INTERROGATIONS SUR LA FORCE DE CE TEXTE
Si l’on situe cette nouvelle Constitution dans l’histoire de la Centrafrique, on peut s’interroger sur sa pérennité et son efficacité. Rappelons que depuis son indépendance, en 1960, la Centrafrique a déjà connu cinq Républiques, treize régimes, six transitions et même un Empire. « Cette nouvelle Constitution n’est pas très différente de celle adoptée sous François Bozizé, en 2004 », constate Roland Marchal, chercheur au Ceri-Sciences Po.
« Le problème de la Centrafrique, ce n’est pas l’excellence de sa Constitution, poursuit-il. La dernière n’était pas mauvaise. Mais c’est son application. Cela a toujours été le problème dans ce pays : la capacité de ses élites à s’affranchir de la règle de droit et du cadre légal. »
Le P. Jésus Martial Dembele ajoute : « avons-nous les moyens de l’appliquer ? Si l’argent ne suit pas, ce texte sera inopérant. Par exemple, nous n’avons pas le budget pour la création du Sénat et pour rémunérer les sénateurs. »
REPÈRES
(1) La Séléka
Il s’agit d’une alliance de mouvements rebelles issus du nord-est du pays, zone à majorité musulmane et marginalisée, depuis l’indépendance, par le pouvoir central en place à Bangui. Dans sa marche pour la conquête du pouvoir, de décembre à mars 2013, la Séléka a pillé, brûlé et tué sur son passage, visant en premier lieu les biens des chrétiens (environ 80 % de la population).
Après avoir renversé François Bozizé à Bangui en mars 2013 et mis l’un des siens, Michel Djotodia, au pouvoir, elle a poursuivi ses exactions à Bangui jusqu’à l’intervention française, le 5 décembre 2013.
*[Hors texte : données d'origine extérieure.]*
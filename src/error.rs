//! Error types for model loading, configuration and the estimation cycle.

use std::path::PathBuf;

use thiserror::Error;

use crate::foot::Foot;

/// Top-level error returned by the [`Estimator`](crate::Estimator).
#[derive(Debug, Error)]
pub enum EstimatorError {
    /// The parameter file was malformed or incomplete.
    #[error("configuration error: {0}")]
    Config(#[from] ConfigError),

    /// The robot description could not be turned into a kinematic model.
    #[error("model error: {0}")]
    Model(#[from] ModelError),

    /// A sample vector passed to [`Estimator::run`](crate::Estimator::run)
    /// does not have the configured length.
    #[error("{input} dimension mismatch: expected {expected}, got {got}")]
    DimensionMismatch {
        /// Name of the offending input.
        input: &'static str,
        /// Length the estimator was configured with.
        expected: usize,
        /// Length that was supplied.
        got: usize,
    },
}

/// Errors raised while loading or validating the parameter file.
#[derive(Debug, Error)]
pub enum ConfigError {
    /// Failed to read the parameter file.
    #[error("IO error reading {path}: {source}")]
    Io {
        /// Path of the parameter file.
        path: PathBuf,
        /// Underlying IO error.
        source: std::io::Error,
    },

    /// The parameter file is not valid JSON or is missing a required key.
    #[error("JSON parse error: {0}")]
    Json(#[from] serde_json::Error),

    /// A key that has no safe default was not provided.
    #[error("missing required field: {0}")]
    MissingField(String),

    /// A key was provided with a value outside its valid range.
    #[error("invalid value for {field}: {message}")]
    InvalidValue {
        /// Name of the offending key.
        field: String,
        /// Description of the constraint that was violated.
        message: String,
    },

    /// A per-joint array does not match the model's degrees of freedom.
    #[error("{field} has {got} entries, model has {expected} degrees of freedom")]
    DimensionMismatch {
        /// Name of the offending key.
        field: String,
        /// Degrees of freedom of the model.
        expected: usize,
        /// Number of entries found.
        got: usize,
    },
}

/// Errors raised while building a [`LegChainModel`](crate::kinematics::LegChainModel).
#[derive(Debug, Error)]
pub enum ModelError {
    /// Failed to read the robot description.
    #[error("IO error reading {path}: {source}")]
    Io {
        /// Path of the robot description.
        path: PathBuf,
        /// Underlying IO error.
        source: std::io::Error,
    },

    /// The robot description is not valid JSON or has the wrong shape.
    #[error("JSON parse error: {0}")]
    Json(#[from] serde_json::Error),

    /// A leg was declared without any joints.
    #[error("leg {0} has no joints")]
    EmptyLeg(String),

    /// Two legs were declared for the same foot.
    #[error("foot {0} is declared more than once")]
    DuplicateFoot(String),

    /// A leg names a foot other than `left` or `right`.
    #[error("unknown foot {0}, expected left or right")]
    UnknownFoot(String),

    /// No leg was declared for a foot.
    #[error("no leg declared for foot {0}")]
    MissingFoot(String),

    /// A joint axis has zero or non-finite length.
    #[error("joint {0} has an invalid axis")]
    InvalidAxis(String),
}

/// The kinematics provider could not produce a usable frame this cycle.
#[derive(Debug, Clone, Copy, PartialEq, Eq, Error)]
pub enum KinematicsError {
    /// Joint positions or velocities contain NaN or infinity.
    #[error("joint state contains non-finite values")]
    NonFinite,

    /// The joint vectors do not match the model.
    #[error("joint vector dimension mismatch: expected {expected}, got {got}")]
    DimensionMismatch {
        /// Degrees of freedom of the model.
        expected: usize,
        /// Length that was supplied.
        got: usize,
    },
}

/// The contact wrench could not be estimated this cycle.
#[derive(Debug, Clone, Copy, PartialEq, Error)]
pub enum GrfError {
    /// Joint torques contain NaN or infinity.
    #[error("joint torques contain non-finite values")]
    NonFinite,

    /// A leg Jacobian is too close to singular to invert.
    #[error("{foot} leg Jacobian is ill-conditioned (conditioning {conditioning:e})")]
    IllConditioned {
        /// The leg whose Jacobian failed.
        foot: Foot,
        /// Smallest to largest singular value ratio.
        conditioning: f64,
    },
}

#[cfg(test)]
mod tests {
    use super::*;

    #[test]
    fn estimator_error_from_config_error() {
        let err = ConfigError::MissingField("grf.lower_bound".into());
        let err: EstimatorError = err.into();
        assert!(matches!(err, EstimatorError::Config(_)));
        assert!(err.to_string().contains("grf.lower_bound"));
    }

    #[test]
    fn estimator_error_from_model_error() {
        let err: EstimatorError = ModelError::MissingFoot("left".into()).into();
        assert!(matches!(err, EstimatorError::Model(_)));
        assert_eq!(
            err.to_string(),
            "model error: no leg declared for foot left"
        );
    }

    #[test]
    fn display_messages() {
        assert_eq!(
            EstimatorError::DimensionMismatch {
                input: "joint position",
                expected: 12,
                got: 11
            }
            .to_string(),
            "joint position dimension mismatch: expected 12, got 11"
        );
        assert_eq!(
            ConfigError::InvalidValue {
                field: "grf".into(),
                message: "lower bound must be below upper bound".into()
            }
            .to_string(),
            "invalid value for grf: lower bound must be below upper bound"
        );
        assert_eq!(
            ConfigError::DimensionMismatch {
                field: "joint_limits.torque".into(),
                expected: 12,
                got: 10
            }
            .to_string(),
            "joint_limits.torque has 10 entries, model has 12 degrees of freedom"
        );
        assert_eq!(
            KinematicsError::NonFinite.to_string(),
            "joint state contains non-finite values"
        );
    }

    #[test]
    fn io_error_includes_path() {
        let e = ModelError::Io {
            path: PathBuf::from("/tmp/biped.json"),
            source: std::io::Error::new(std::io::ErrorKind::NotFound, "not found"),
        };
        let msg = e.to_string();
        assert!(msg.contains("/tmp/biped.json"));
        assert!(msg.contains("not found"));
    }

    fn assert_send_sync<T: Send + Sync>() {}

    #[test]
    fn errors_are_send_sync() {
        assert_send_sync::<EstimatorError>();
        assert_send_sync::<KinematicsError>();
        assert_send_sync::<GrfError>();
    }
}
Après la démission de Michel Djotodia, en janvier 2014, les forces de la Séléka se sont principalement repliées à l’Est. Le 10 mai, la Séléka a installé son nouvel état-major à Bambari. Elle serait aujourd’hui divisée entre ceux qui souhaitent la partition du pays et ceux qui s’y opposent.
(2) Les anti-balaka
Il s’agit au départ d’une constellation de milices d’autodéfense villageoises apparues en septembre 2013 en réaction aux exactions de la Séléka. On y trouve aussi d’anciennes milices formées et armées par François Bozizé en janvier 2013.
Parmi eux, on compte aussi des éléments des Forces armées centrafricaines (les Faca, restées fidèles au président renversé François Bozizé). Enfin, y évoluent des voyous qui profitent du désordre pour piller et tuer.
Les anti-balaka sont issus des populations du sud et de l’ouest de la RCA. Venant des régions où les chrétiens sont majoritaires, on les identifie à des milices chrétiennes. En réalité, ce sont des groupes qui obéissent souvent à des chefs animistes.